● Exercise aim
Scan the records below for lines with the word "bool", then state how many you find and nothing else.

● Listed entries
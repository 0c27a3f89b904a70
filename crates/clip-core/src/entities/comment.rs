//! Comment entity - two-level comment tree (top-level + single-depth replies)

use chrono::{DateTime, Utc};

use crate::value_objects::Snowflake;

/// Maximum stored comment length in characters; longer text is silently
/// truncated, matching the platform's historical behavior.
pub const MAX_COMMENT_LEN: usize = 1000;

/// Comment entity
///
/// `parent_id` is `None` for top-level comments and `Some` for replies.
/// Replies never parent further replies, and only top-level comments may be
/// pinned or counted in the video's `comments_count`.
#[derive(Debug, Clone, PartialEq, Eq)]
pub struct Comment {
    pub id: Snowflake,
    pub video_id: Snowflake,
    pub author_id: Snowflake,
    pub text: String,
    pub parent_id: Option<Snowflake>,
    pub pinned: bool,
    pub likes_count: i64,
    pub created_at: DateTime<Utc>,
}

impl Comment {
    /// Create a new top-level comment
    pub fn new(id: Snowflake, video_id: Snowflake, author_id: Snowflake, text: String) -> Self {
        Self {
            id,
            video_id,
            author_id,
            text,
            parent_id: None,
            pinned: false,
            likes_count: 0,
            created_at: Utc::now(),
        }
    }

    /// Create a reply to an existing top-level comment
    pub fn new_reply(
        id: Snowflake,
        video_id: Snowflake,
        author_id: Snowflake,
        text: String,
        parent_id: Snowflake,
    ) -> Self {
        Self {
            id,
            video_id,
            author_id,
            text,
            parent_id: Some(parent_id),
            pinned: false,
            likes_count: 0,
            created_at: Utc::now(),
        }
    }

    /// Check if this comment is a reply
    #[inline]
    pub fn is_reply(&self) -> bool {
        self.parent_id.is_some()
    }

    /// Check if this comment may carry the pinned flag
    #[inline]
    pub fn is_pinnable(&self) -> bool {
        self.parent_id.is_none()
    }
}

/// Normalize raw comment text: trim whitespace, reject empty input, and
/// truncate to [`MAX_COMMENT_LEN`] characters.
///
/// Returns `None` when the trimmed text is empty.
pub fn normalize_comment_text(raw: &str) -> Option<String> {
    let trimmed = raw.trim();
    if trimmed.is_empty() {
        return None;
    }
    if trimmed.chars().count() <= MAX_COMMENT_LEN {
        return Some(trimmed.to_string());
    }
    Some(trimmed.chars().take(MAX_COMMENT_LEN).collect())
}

---

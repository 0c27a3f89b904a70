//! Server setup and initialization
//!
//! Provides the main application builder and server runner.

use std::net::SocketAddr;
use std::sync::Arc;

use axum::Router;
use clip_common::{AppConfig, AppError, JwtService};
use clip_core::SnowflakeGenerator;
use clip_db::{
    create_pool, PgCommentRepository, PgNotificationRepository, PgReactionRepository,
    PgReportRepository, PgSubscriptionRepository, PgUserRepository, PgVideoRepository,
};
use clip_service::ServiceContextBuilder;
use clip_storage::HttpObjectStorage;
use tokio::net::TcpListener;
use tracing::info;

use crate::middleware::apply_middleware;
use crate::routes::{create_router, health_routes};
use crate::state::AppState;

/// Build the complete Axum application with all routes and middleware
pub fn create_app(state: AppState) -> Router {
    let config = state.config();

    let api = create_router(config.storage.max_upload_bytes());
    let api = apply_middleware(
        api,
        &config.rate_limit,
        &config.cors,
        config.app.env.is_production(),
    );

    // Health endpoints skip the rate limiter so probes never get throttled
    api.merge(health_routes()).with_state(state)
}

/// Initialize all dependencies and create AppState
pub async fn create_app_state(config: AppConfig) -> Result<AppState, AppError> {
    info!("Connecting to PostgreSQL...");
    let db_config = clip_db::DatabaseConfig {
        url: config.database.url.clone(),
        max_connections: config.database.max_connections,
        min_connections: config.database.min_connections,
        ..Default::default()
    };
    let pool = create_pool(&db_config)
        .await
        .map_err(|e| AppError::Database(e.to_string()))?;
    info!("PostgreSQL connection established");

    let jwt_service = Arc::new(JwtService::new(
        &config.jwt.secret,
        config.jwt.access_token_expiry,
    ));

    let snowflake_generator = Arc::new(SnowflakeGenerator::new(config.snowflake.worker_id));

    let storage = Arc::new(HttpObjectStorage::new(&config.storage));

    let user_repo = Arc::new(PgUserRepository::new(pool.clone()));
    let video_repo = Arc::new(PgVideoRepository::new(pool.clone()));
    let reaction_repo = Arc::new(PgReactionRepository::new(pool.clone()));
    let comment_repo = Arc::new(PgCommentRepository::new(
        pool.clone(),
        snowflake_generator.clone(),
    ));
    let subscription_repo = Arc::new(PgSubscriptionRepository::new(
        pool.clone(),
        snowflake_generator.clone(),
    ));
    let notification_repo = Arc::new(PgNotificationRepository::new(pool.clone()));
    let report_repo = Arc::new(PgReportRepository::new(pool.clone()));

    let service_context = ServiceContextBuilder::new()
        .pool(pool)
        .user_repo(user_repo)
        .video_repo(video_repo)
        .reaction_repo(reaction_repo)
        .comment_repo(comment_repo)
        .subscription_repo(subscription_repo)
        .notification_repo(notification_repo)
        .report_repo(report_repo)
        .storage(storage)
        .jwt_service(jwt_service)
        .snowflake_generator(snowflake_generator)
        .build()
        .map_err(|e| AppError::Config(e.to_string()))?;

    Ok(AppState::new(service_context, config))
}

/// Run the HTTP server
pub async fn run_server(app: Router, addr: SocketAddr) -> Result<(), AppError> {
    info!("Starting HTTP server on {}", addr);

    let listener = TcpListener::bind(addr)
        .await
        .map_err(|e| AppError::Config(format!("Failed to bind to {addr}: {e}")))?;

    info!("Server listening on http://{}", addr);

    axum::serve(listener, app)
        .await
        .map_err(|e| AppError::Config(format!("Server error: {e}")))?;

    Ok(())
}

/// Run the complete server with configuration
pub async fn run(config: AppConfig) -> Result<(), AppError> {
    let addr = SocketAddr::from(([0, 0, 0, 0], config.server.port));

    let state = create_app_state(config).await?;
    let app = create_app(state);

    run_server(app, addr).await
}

● Reply
3